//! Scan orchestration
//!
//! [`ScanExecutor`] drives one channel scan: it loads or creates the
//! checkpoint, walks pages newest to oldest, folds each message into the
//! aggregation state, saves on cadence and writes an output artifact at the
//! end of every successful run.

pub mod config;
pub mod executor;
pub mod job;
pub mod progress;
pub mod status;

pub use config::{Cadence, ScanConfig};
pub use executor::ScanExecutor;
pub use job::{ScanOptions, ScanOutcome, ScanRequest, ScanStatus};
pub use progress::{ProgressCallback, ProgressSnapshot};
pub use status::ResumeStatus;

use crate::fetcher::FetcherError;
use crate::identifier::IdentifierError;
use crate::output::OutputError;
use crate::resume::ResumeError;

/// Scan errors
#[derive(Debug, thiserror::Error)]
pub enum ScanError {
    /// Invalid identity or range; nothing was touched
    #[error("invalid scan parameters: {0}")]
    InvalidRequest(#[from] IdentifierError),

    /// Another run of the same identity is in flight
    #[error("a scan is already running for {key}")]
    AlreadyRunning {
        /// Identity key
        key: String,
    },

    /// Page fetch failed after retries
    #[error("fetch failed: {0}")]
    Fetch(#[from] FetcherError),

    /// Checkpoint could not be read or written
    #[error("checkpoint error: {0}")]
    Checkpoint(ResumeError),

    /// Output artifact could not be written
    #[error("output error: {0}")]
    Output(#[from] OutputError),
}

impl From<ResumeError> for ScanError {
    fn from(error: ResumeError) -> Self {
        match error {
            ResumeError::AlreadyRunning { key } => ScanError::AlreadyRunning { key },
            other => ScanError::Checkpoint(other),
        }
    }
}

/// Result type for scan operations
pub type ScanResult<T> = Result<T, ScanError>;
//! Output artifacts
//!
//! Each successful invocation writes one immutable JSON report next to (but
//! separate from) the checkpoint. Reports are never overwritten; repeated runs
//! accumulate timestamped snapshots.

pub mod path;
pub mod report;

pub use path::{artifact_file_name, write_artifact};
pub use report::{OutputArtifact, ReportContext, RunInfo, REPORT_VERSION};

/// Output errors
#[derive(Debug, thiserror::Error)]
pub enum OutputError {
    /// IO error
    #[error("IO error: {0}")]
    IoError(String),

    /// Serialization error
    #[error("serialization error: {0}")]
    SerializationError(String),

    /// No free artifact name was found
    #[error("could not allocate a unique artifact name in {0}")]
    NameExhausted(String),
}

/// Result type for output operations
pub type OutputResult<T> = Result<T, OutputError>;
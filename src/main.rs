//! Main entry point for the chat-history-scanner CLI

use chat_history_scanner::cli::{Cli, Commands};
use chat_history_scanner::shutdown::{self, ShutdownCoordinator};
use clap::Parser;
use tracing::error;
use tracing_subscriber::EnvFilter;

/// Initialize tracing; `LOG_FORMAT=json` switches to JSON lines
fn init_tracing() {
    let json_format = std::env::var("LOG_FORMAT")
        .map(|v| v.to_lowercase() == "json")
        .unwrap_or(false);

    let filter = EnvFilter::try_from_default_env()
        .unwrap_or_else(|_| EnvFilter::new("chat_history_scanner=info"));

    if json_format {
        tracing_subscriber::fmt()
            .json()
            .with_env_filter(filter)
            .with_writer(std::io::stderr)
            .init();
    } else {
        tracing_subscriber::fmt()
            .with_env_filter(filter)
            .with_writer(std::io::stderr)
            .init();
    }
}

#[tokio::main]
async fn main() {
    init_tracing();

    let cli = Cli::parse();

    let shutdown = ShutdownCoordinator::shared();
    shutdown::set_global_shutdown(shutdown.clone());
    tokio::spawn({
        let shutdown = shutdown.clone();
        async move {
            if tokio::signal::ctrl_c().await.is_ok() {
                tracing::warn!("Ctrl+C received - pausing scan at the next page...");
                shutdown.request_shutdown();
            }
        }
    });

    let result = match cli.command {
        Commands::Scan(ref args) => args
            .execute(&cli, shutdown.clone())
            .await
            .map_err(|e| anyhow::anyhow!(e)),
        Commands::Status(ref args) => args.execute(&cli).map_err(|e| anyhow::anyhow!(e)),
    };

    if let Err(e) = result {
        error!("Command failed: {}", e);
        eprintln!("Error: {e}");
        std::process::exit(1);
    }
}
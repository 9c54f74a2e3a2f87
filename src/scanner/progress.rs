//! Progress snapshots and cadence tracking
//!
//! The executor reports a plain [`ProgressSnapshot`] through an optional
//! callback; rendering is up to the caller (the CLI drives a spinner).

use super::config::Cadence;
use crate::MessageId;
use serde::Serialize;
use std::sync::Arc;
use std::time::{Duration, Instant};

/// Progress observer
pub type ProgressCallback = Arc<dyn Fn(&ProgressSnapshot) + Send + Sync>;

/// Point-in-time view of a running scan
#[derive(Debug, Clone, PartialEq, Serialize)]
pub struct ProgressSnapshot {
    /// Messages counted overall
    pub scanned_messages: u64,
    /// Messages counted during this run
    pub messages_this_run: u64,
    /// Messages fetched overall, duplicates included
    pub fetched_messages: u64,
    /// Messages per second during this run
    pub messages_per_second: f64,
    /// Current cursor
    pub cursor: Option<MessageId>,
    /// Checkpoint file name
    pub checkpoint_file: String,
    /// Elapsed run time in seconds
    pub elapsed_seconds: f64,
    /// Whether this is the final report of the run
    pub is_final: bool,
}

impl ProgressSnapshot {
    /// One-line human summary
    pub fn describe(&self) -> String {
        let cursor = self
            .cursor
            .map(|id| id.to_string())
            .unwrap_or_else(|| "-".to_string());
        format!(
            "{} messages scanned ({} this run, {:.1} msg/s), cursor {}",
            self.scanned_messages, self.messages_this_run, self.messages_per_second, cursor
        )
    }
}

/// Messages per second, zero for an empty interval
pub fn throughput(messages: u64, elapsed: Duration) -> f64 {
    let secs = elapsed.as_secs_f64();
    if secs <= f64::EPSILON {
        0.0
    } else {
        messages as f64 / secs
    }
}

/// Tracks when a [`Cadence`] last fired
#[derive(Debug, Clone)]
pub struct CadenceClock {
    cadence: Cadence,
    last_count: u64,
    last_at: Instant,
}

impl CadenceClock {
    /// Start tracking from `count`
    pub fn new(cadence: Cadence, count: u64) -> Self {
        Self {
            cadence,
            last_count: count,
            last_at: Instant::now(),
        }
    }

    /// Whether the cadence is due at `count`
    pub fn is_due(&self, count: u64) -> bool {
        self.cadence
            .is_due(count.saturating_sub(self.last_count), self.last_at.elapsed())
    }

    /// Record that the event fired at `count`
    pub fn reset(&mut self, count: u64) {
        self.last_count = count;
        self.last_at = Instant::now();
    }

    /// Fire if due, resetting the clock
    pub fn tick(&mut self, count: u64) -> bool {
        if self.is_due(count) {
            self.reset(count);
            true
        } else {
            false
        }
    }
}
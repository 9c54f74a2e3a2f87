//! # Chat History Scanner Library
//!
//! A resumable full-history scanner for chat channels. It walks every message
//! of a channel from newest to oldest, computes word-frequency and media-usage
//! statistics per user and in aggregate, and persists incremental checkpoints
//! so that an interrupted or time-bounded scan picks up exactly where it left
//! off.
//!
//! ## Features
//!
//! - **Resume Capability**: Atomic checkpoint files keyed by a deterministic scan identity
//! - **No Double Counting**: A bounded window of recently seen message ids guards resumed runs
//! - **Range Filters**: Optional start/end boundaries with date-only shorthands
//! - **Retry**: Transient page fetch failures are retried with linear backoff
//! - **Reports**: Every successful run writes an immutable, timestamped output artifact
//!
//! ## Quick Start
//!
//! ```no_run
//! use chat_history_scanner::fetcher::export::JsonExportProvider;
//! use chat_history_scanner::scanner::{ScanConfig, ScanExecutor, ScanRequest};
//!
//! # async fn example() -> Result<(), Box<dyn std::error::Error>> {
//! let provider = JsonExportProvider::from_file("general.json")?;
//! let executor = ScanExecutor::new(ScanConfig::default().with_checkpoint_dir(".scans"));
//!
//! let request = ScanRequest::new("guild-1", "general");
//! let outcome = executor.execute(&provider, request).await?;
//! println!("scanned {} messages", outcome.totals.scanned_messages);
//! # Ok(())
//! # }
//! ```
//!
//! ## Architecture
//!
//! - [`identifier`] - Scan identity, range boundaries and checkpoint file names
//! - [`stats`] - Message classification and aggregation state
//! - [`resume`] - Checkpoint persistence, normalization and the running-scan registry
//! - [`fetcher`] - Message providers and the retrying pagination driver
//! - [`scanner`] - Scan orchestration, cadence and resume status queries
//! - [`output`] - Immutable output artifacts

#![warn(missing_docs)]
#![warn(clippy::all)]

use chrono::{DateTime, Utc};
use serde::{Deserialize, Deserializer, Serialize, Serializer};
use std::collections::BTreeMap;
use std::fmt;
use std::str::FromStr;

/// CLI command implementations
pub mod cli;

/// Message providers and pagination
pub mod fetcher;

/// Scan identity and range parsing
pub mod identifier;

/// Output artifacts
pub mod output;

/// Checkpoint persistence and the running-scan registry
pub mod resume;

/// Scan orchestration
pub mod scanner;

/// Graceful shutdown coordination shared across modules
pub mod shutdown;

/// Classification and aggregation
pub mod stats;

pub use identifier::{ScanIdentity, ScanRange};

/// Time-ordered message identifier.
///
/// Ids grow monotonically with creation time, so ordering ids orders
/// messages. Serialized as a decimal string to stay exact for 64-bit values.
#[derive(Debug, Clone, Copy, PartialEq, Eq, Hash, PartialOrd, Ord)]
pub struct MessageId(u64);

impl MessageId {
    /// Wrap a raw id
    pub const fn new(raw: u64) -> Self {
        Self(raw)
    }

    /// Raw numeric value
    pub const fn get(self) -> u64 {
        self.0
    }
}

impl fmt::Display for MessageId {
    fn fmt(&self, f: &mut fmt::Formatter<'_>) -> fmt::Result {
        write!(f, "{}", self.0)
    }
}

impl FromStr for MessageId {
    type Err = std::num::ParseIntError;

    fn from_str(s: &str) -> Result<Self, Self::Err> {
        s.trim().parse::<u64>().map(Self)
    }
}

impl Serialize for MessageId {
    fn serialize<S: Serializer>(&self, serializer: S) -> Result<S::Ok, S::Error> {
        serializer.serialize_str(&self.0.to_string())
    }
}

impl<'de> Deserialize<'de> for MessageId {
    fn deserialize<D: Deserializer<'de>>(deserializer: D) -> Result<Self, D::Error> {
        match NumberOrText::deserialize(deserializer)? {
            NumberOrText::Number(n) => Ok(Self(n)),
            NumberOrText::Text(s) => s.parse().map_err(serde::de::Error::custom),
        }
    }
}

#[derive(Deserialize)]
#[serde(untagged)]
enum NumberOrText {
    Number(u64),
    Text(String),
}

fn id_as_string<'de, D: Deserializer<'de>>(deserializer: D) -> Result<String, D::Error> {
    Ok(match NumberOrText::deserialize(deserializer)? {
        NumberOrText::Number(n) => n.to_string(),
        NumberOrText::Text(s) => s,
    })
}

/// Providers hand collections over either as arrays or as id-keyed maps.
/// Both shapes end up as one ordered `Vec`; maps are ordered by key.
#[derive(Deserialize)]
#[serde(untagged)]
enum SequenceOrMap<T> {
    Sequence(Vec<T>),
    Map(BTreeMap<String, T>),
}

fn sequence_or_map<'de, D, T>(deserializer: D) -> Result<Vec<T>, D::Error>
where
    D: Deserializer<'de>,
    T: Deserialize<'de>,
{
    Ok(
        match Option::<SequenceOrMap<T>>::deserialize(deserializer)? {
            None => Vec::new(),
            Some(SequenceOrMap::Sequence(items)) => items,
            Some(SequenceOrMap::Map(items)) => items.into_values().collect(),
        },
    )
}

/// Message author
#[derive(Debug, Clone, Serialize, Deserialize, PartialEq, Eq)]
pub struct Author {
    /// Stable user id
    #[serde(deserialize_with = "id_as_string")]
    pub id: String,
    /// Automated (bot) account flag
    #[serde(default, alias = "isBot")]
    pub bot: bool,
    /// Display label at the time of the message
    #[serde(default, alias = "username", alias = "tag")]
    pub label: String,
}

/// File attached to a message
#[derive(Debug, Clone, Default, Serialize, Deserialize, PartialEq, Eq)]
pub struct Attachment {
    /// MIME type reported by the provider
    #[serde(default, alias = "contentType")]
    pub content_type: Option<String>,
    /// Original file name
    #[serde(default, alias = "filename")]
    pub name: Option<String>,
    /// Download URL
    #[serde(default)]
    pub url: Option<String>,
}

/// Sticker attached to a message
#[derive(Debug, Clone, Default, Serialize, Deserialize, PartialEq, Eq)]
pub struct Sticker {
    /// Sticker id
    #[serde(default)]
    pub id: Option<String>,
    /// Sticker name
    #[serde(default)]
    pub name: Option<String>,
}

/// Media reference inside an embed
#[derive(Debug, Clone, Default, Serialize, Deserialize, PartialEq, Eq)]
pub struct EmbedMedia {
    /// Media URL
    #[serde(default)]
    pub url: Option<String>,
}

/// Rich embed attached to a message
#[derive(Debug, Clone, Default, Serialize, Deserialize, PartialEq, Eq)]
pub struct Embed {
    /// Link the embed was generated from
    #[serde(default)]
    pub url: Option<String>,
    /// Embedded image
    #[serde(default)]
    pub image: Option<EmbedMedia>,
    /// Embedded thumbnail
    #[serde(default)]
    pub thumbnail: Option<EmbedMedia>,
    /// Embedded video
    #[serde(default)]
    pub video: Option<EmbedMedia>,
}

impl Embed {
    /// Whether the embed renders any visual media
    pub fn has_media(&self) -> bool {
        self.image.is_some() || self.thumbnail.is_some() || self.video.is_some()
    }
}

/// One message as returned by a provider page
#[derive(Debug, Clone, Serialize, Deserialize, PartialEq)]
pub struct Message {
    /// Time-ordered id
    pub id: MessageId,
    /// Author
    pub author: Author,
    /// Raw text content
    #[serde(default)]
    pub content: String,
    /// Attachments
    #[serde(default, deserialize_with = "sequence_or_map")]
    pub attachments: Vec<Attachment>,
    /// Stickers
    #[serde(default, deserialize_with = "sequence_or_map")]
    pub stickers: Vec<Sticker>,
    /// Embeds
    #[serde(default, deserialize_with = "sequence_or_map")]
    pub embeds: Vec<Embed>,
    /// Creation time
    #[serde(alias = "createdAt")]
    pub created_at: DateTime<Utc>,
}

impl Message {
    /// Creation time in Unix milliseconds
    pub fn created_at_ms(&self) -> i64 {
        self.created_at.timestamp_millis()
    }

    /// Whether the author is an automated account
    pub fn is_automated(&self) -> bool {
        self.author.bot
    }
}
::::::
▶ _WORK REQUEST_: Filter the records above for "CadenceClock" and copy every matching line.

▶ _RESULT_:
pub struct CadenceClock {
impl CadenceClock {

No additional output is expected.